[[ SUPPLIED MATERIAL, beginning ]]

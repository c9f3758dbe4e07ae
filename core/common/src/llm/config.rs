//! profiles.json 用の設定型
//!
//! プロバイダ名から ProviderType とオプション（base_url / model / fallback_model /
//! api_key_env / temperature / thinking_budget）を解決するための構造体。

use serde::Deserialize;
use std::collections::HashMap;

/// profiles.json のルート
#[derive(Debug, Clone, Default)]
pub struct ProfilesConfig {
    /// 未指定時に使うプロバイダ名
    pub default_provider: Option<String>,
    /// プロバイダ名 -> プロファイル
    pub providers: HashMap<String, ProviderProfile>,
}

/// 1 プロバイダ分の設定
#[derive(Debug, Clone)]
pub struct ProviderProfile {
    /// プロバイダ種別: gemini | openai_compat
    pub type_: ProviderTypeKind,
    /// API のベース URL（省略時は各プロバイダのデフォルト）
    pub base_url: Option<String>,
    /// 通常時のモデル名（省略時は各プロバイダのデフォルト）
    pub model: Option<String>,
    /// 一時的な通信失敗後の再試行に使う軽量モデル
    pub fallback_model: Option<String>,
    /// API キーを読む環境変数名（省略時は各プロバイダのデフォルト）
    pub api_key_env: Option<String>,
    /// 温度（省略時はデフォルト）
    pub temperature: Option<f32>,
    /// 思考トークン予算（Gemini のみ。省略時はデフォルト）
    pub thinking_budget: Option<u32>,
}

/// JSON の "type" で使うプロバイダ種別
#[derive(Debug, Clone, Copy, PartialEq, Eq)]
pub enum ProviderTypeKind {
    Gemini,
    OpenaiCompat,
}

impl ProviderTypeKind {
    pub fn as_str(&self) -> &'static str {
        match self {
            Self::Gemini => "gemini",
            Self::OpenaiCompat => "openai_compat",
        }
    }
}

/// serde 用の内部構造（type が予約語のため）
#[derive(Debug, Deserialize)]
struct ProfilesConfigRaw {
    #[serde(alias = "default")]
    default_provider: Option<String>,
    providers: Option<HashMap<String, ProviderProfileRaw>>,
}

#[derive(Debug, Deserialize)]
struct ProviderProfileRaw {
    #[serde(rename = "type", alias = "provider")]
    type_: ProviderTypeKindSerde,
    base_url: Option<String>,
    #[serde(alias = "default_model")]
    model: Option<String>,
    fallback_model: Option<String>,
    api_key_env: Option<String>,
    temperature: Option<f32>,
    thinking_budget: Option<u32>,
}

#[derive(Debug, Deserialize)]
#[serde(rename_all = "lowercase")]
enum ProviderTypeKindSerde {
    Gemini,
    #[serde(rename = "openai_compat", alias = "openai", alias = "gpt", alias = "ollama")]
    OpenaiCompat,
}

impl From<ProviderTypeKindSerde> for ProviderTypeKind {
    fn from(s: ProviderTypeKindSerde) -> Self {
        match s {
            ProviderTypeKindSerde::Gemini => ProviderTypeKind::Gemini,
            ProviderTypeKindSerde::OpenaiCompat => ProviderTypeKind::OpenaiCompat,
        }
    }
}

impl ProfilesConfig {
    /// JSON 文字列からパース（ファイル読みは resolver で行う）
    pub fn parse(json: &str) -> Result<Self, serde_json::Error> {
        let raw: ProfilesConfigRaw = serde_json::from_str(json)?;
        let providers = raw
            .providers
            .unwrap_or_default()
            .into_iter()
            .map(|(k, v)| (k, v.into()))
            .collect();
        Ok(ProfilesConfig {
            default_provider: raw.default_provider,
            providers,
        })
    }
}

impl From<ProviderProfileRaw> for ProviderProfile {
    fn from(r: ProviderProfileRaw) -> Self {
        ProviderProfile {
            type_: r.type_.into(),
            base_url: r.base_url,
            model: r.model,
            fallback_model: r.fallback_model,
            api_key_env: r.api_key_env,
            temperature: r.temperature,
            thinking_budget: r.thinking_budget,
        }
    }
}
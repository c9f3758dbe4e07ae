//! Outbound ポート（horizon 固有）
//!
//! 共通のもの（Log / Clock / Process 等）は common::ports::outbound を使う。

pub mod speech;
pub mod structured_generation;

pub use speech::SpeechPlayer;
pub use structured_generation::{GenerationRequest, ModelTier, StructuredGeneration};
//! 標準サブプロセス起動（std::process::Command を委譲）

use crate::error::Error;
use crate::ports::outbound::Process;
use std::path::Path;
use std::process::{Command, Stdio};

/// 標準ライブラリの Command を使う Process 実装
#[derive(Debug, Clone, Default)]
pub struct StdProcess;

impl Process for StdProcess {
    fn spawn_detached(&self, program: &Path, args: &[String]) -> Result<(), Error> {
        let mut child = Command::new(program)
            .args(args)
            .stdin(Stdio::null())
            .stdout(Stdio::null())
            .stderr(Stdio::null())
            .spawn()
            .map_err(|e| {
                Error::io_msg(format!(
                    "Failed to execute '{}': {}",
                    program.display(),
                    e
                ))
            })?;
        // 終了を待つのは別スレッド（ゾンビを残さない）
        std::thread::spawn(move || {
            let _ = child.wait();
        });
        Ok(())
    }
}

[[ SUPPLIED MATERIAL, end ]]

EXERCISE AIM: Retype the material in full. Keep every character as it is.

WRITTEN ANSWER:
repository c9f3758dbe4e07ae
filename core/common/src/llm/config.rs
//! profiles.json 用の設定型
//!
//! プロバイダ名から ProviderType とオプション（base_url / model / fallback_model /
//! api_key_env / temperature / thinking_budget）を解決するための構造体。

use serde::Deserialize;
use std::collections::HashMap;

/// profiles.json のルート
#[derive(Debug, Clone, Default)]
pub struct ProfilesConfig {
    /// 未指定時に使うプロバイダ名
    pub default_provider: Option<String>,
    /// プロバイダ名 -> プロファイル
    pub providers: HashMap<String, ProviderProfile>,
}

/// 1 プロバイダ分の設定
#[derive(Debug, Clone)]
pub struct ProviderProfile {
    /// プロバイダ種別: gemini | openai_compat
    pub type_: ProviderTypeKind,
    /// API のベース URL（省略時は各プロバイダのデフォルト）
    pub base_url: Option<String>,
    /// 通常時のモデル名（省略時は各プロバイダのデフォルト）
    pub model: Option<String>,
    /// 一時的な通信失敗後の再試行に使う軽量モデル
    pub fallback_model: Option<String>,
    /// API キーを読む環境変数名（省略時は各プロバイダのデフォルト）
    pub api_key_env: Option<String>,
    /// 温度（省略時はデフォルト）
    pub temperature: Option<f32>,
    /// 思考トークン予算（Gemini のみ。省略時はデフォルト）
    pub thinking_budget: Option<u32>,
}

/// JSON の "type" で使うプロバイダ種別
#[derive(Debug, Clone, Copy, PartialEq, Eq)]
pub enum ProviderTypeKind {
    Gemini,
    OpenaiCompat,
}

impl ProviderTypeKind {
    pub fn as_str(&self) -> &'static str {
        match self {
            Self::Gemini => "gemini",
            Self::OpenaiCompat => "openai_compat",
        }
    }
}

/// serde 用の内部構造（type が予約語のため）
#[derive(Debug, Deserialize)]
struct ProfilesConfigRaw {
    #[serde(alias = "default")]
    default_provider: Option<String>,
    providers: Option<HashMap<String, ProviderProfileRaw>>,
}

#[derive(Debug, Deserialize)]
struct ProviderProfileRaw {
    #[serde(rename = "type", alias = "provider")]
    type_: ProviderTypeKindSerde,
    base_url: Option<String>,
    #[serde(alias = "default_model")]
    model: Option<String>,
    fallback_model: Option<String>,
    api_key_env: Option<String>,
    temperature: Option<f32>,
    thinking_budget: Option<u32>,
}

#[derive(Debug, Deserialize)]
#[serde(rename_all = "lowercase")]
enum ProviderTypeKindSerde {
    Gemini,
    #[serde(rename = "openai_compat", alias = "openai", alias = "gpt", alias = "ollama")]
    OpenaiCompat,
}

impl From<ProviderTypeKindSerde> for ProviderTypeKind {
    fn from(s: ProviderTypeKindSerde) -> Self {
        match s {
            ProviderTypeKindSerde::Gemini => ProviderTypeKind::Gemini,
            ProviderTypeKindSerde::OpenaiCompat => ProviderTypeKind::OpenaiCompat,
        }
    }
}

impl ProfilesConfig {
    /// JSON 文字列からパース（ファイル読みは resolver で行う）
    pub fn parse(json: &str) -> Result<Self, serde_json::Error> {
        let raw: ProfilesConfigRaw = serde_json::from_str(json)?;
        let providers = raw
            .providers
            .unwrap_or_default()
            .into_iter()
            .map(|(k, v)| (k, v.into()))
            .collect();
        Ok(ProfilesConfig {
            default_provider: raw.default_provider,
            providers,
        })
    }
}

impl From<ProviderProfileRaw> for ProviderProfile {
    fn from(r: ProviderProfileRaw) -> Self {
        ProviderProfile {
            type_: r.type_.into(),
            base_url: r.base_url,
            model: r.model,
            fallback_model: r.fallback_model,
            api_key_env: r.api_key_env,
            temperature: r.temperature,
            thinking_budget: r.thinking_budget,
        }
    }
}
repository c9f3758dbe4e07ae
//! Outbound ポート（horizon 固有）
//!
//! 共通のもの（Log / Clock / Process 等）は common::ports::outbound を使う。

pub mod speech;
pub mod structured_generation;

pub use speech::SpeechPlayer;
pub use structured_generation::{GenerationRequest, ModelTier, StructuredGeneration};
//! 標準サブプロセス起動（std::process::Command を委譲）

use crate::error::Error;
use crate::ports::outbound::Process;
use std::path::Path;
use std::process::{Command, Stdio};

/// 標準ライブラリの Command を使う Process 実装
#[derive(Debug, Clone, Default)]
pub struct StdProcess;

impl Process for StdProcess {
    fn spawn_detached(&self, program: &Path, args: &[String]) -> Result<(), Error> {
        let mut child = Command::new(program)
            .args(args)
            .stdin(Stdio::null())
            .stdout(Stdio::null())
            .stderr(Stdio::null())
            .spawn()
            .map_err(|e| {
                Error::io_msg(format!(
                    "Failed to execute '{}': {}",
                    program.display(),
                    e
                ))
            })?;
        // 終了を待つのは別スレッド（ゾンビを残さない）
        std::thread::spawn(move || {
            let _ = child.wait();
        });
        Ok(())
    }
}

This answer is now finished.